You know the disappointment you feel when you are expecting to eat something hot, but it’s cold? Or when you’re expecting to drink a glass of milk, but get orange juice instead? Neither of those is a pleasant surprise. But I had a very pleasant surprise on our final day of clinic in Uganda when we went to the slum of Namuwongo.
I was expecting to find the same church where we set up clinic last year. The walls of the building were made of loose boards with gaps large enough for children to stick their hands through, the roof was a sagging old orange tarp which cast an orange glow in the church, the dirt floor was . . . well, dirty, and the smell from the nearby latrine filled the room, which didn’t seem to bother the flies. So, my experience last year in Namuwongo was very memorable.
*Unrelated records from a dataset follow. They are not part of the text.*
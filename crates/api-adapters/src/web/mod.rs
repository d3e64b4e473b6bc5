//! axum wiring: shared state and the route table.

use std::sync::Arc;

use axum::routing::{get, patch, post, put};
use axum::Router;
use tower_http::trace::TraceLayer;

use services::Services;

pub mod error;
pub mod handlers;
pub mod session;

pub use error::{ApiError, ApiJson, ApiPath, ApiResult};
pub use session::{CookieSettings, CurrentUser, TOKEN_COOKIE};

#[derive(Clone)]
pub struct AppState {
    pub services: Arc<Services>,
    pub cookies: CookieSettings,
}

impl AppState {
    pub fn new(services: Services, cookies: CookieSettings) -> Self {
        Self {
            services: Arc::new(services),
            cookies,
        }
    }
}

/// The full route table. `/` and `/auth/*` are public; every other
/// handler takes a [`CurrentUser`].
pub fn router(state: AppState) -> Router {
    use handlers::{answers, auth, comments, notifications, questions};

    Router::new()
        .route("/", get(handlers::root))
        // auth
        .route("/auth/register", post(auth::register))
        .route("/auth/login", post(auth::login))
        .route("/auth/logout", post(auth::logout))
        .route("/auth/me", get(auth::me))
        // questions
        .route("/question", post(questions::create).get(questions::list))
        .route("/question/my", get(questions::list_mine))
        .route("/question/unanswered", get(questions::list_unanswered))
        .route(
            "/question/{id}",
            get(questions::detail).put(questions::update).delete(questions::delete),
        )
        .route("/question/{id}/vote", post(questions::vote))
        .route("/question/{id}/votes", get(questions::votes))
        // answers
        .route(
            "/answer/question/{question_id}",
            post(answers::create).get(answers::list_for_question),
        )
        .route("/answer/my", get(answers::list_mine))
        .route("/answer/{answer_id}", put(answers::update).delete(answers::delete))
        .route("/answer/{answer_id}/vote", post(answers::vote))
        .route("/answer/{answer_id}/votes", get(answers::votes))
        // comments
        .route(
            "/comment/answer/{answer_id}",
            post(comments::create).get(comments::list_for_answer),
        )
        .route("/comment/{comment_id}", put(comments::update).delete(comments::delete))
        .route("/comment/{comment_id}/vote", post(comments::vote))
        .route("/comment/{comment_id}/votes", get(comments::votes))
        // notifications
        .route("/notifications", get(notifications::list))
        .route("/notifications/mark-all-read", patch(notifications::mark_all_read))
        .route("/notifications/{id}/read", patch(notifications::mark_read))
        // tags
        .route("/tag", get(questions::list_tags))
        .layer(TraceLayer::new_for_http())
        .with_state(state)
}
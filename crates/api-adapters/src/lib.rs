//! crates/api-adapters/src/lib.rs
//!
//! HTTP surface for StackIt. The axum router lives behind the `web-axum`
//! feature.

#[cfg(feature = "web-axum")]
pub mod web;

#[cfg(feature = "web-axum")]
pub use web::{router, AppState, CookieSettings};
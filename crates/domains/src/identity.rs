//! # Identity
//!
//! The authenticated caller, as resolved by the session gate and passed
//! explicitly into every service call that needs it.

use serde::{Deserialize, Serialize};
use uuid::Uuid;

use crate::error::{AppError, Result};
use crate::models::{Role, User};

#[derive(Debug, Clone, PartialEq, Eq, Serialize, Deserialize)]
pub struct Identity {
    pub id: Uuid,
    pub username: String,
    pub email: String,
    pub role: Role,
}

impl Identity {
    pub fn is_admin(&self) -> bool {
        self.role == Role::Admin
    }

    /// Owner-or-admin rule for mutating content.
    pub fn can_modify(&self, owner_id: Uuid) -> bool {
        self.id == owner_id || self.is_admin()
    }

    pub fn ensure_can_modify(&self, owner_id: Uuid, entity: &str) -> Result<()> {
        if self.can_modify(owner_id) {
            Ok(())
        } else {
            Err(AppError::Forbidden(format!(
                "Not authorized to modify this {}",
                entity.to_lowercase()
            )))
        }
    }
}

impl From<&User> for Identity {
    fn from(user: &User) -> Self {
        Self {
            id: user.id,
            username: user.username.clone(),
            email: user.email.clone(),
            role: user.role,
        }
    }
}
As our van squeezed between shacks and vendor stalls, trying to avoid hitting small children that were calling out to the mzungus, I was looking for the familiar orange roofed building. When we drove up to the place where it should have been, we found a very much improved building. The church had a new metal roof and the boards had been reinforced and painted blue outside. On the side of the building the words were painted, “Namuwongo Ya Yesu”, which means “Namuwongo for Jesus” in the local language. When we entered, we found that the dirt floor had been covered by a new concrete floor, and the walls had been decorated with beutiful fabric. All of the building improvements had also improved the smell and temperature inside.
But one thing had not changed . . . Pastor Abbey. He was the same joyful and welcoming leader of this congregation that I met last year. The Pastor and I have been keeping in touch via email since I left Uganda. He has been a source of encouragement to me with scriptures he sends me and with updates from his work in the area. He once again welcomed our team and helped us to communicate with the community surrounding the church.
We quickly assessed the improved building and set up registration, pharmacy, area for doctors (Dr. Jay, recent Ugandan med school graduate Joseph, and nurse Katie from Nashville), and blood lab (located in a small back room that I think was a storage closet). The people were anxious to receive treatment so we got to work.
We were able to give medical treatment to about 150 people (and 31 of them accepted Jesus as their Savior during spiritual care). If we had more time, we could have seen many more. But we needed to leave by 4:00 so Jim, Jessica, and I could make our flight home. Before going to the airport, we had to go back to the guest house to shower and pack our bags, visit two young patients at a hospital where they were having surgery for burns, and have our farewell dinner with the Gregstons and Kyle.
We have loved our time in Uganda, serving the people in need and reuniting with friends. We are so thankful that God lead us to Uganda and to the Gregston family. Our lives have been forever changed.